Vincent Ekow Assafuah (born 27 September 1990) is a Ghanaian politician who is a member of the New Patriotic Party (NPP). He was the Public Relations Officer (PRO) for the Ministry of Education. He is the member of Parliament for the Old-Tafo Constituency in the Ashanti Region.

Early life and education 
Vincent Ekow Assafuah was born to Polykarp Assafuah and Paulina Assafuah in Kumasi. He attended Martyrs of Uganda Junior High School and proceeded to study General Arts at the St. Huberts’ Seminary in Kumasi.
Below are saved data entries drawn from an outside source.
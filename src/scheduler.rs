//! # Scheduler Surface
//!
//! §5/§9 ask for an explicit scheduling model rather than bare
//! language-native async: every awaiting operation carries a deadline drawn
//! from one of the timeout classes in §4.4, and cancellation is observable
//! rather than implicit. `with_deadline` wraps `tokio::time::timeout` and
//! maps expiry to the wire-stable `Timeout` error; `CancellationHandle` is a
//! cooperative cancel signal built on `tokio::sync::Notify`, handed to
//! long-running loops (anti-entropy round, queue drain) so callers can
//! interrupt them without tearing down the whole task.

use std::future::Future;
use std::sync::Arc;
use std::time::Duration;

use tokio::sync::Notify;

use crate::error::{MkvError, Result};

/// Run `fut` to completion or fail with [`MkvError::Timeout`] after
/// `deadline` elapses. Does not cancel any partial state the future may
/// have mutated before expiry (§5: "on deadline expiry... publishes no
/// partial state" applies to the caller-visible response, not to storage
/// side effects that already committed inside `fut`).
pub async fn with_deadline<F, T>(fut: F, deadline: Duration) -> Result<T>
where
    F: Future<Output = T>,
{
    tokio::time::timeout(deadline, fut)
        .await
        .map_err(|_| MkvError::timeout(format!("operation exceeded {deadline:?}")))
}

/// A cooperative, cloneable cancel signal. Cloning shares the same
/// underlying notifier, so any clone can cancel and any clone can observe
/// the cancellation.
#[derive(Clone)]
pub struct CancellationHandle {
    notify: Arc<Notify>,
}

impl CancellationHandle {
    pub fn new() -> Self {
        Self { notify: Arc::new(Notify::new()) }
    }

    /// Signal cancellation to every waiter, current and future.
    pub fn cancel(&self) {
        self.notify.notify_waiters();
    }

    /// Resolves once [`Self::cancel`] has been called.
    pub async fn cancelled(&self) {
        self.notify.notified().await;
    }
}

impl Default for CancellationHandle {
    fn default() -> Self {
        Self::new()
    }
}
Assafuah holds a Bachelor of Arts degree in political science from the Kwame Nkrumah University of Science and Technology (KNUST), and Master of Arts degree in Economic Policy and a Master of Science in Development Finance both from University of Ghana (UG), Legon. He also holds a Bachelor of Law Degree (LLB) from Central University. He later proceeded to the Ghana Institute of Journalism where he obtained a Master of Arts in Public Relations. He is currently pursuing a Ph.D. degree in Public Administration and Public Policy.

Career 
Assafuah contested and won the National Service Personnel Association (NASPA) National president whilst doing his National Service after his unsuccessful attempt in USAG presidential election, he served in that role for one year. He was a special assistant to the Second lady Samira Bawumia from 2015 to 2017. In 2017, he was the acting Deputy Communication Director of the New Patriotic Party (NPP). After the New Patriotic Party came in power in January 2017, He was subsequently appointed as the head of public relations at the Ministry of Education in 2018. He is also a part-time lecturer at the Dominion University College.

Politics 
In June 2020, he stood for the New Patriotic Party seat for the Old Tafo Constituency after the incumbent Anthony Akoto Osei declared his intention not to contest the 2020 election. With a total votes of 299, Assafuah won the primaries against the 5 other contenders. His closest contender Dr. Louisa Serwaa Carole got 133 whilst the others which included Prince Odeneho Oppong got 90, Archibald Acquah had no votes, Emmanuel Obeng and Lord Inusah Lansah had 44 votes and 27 votes respectively.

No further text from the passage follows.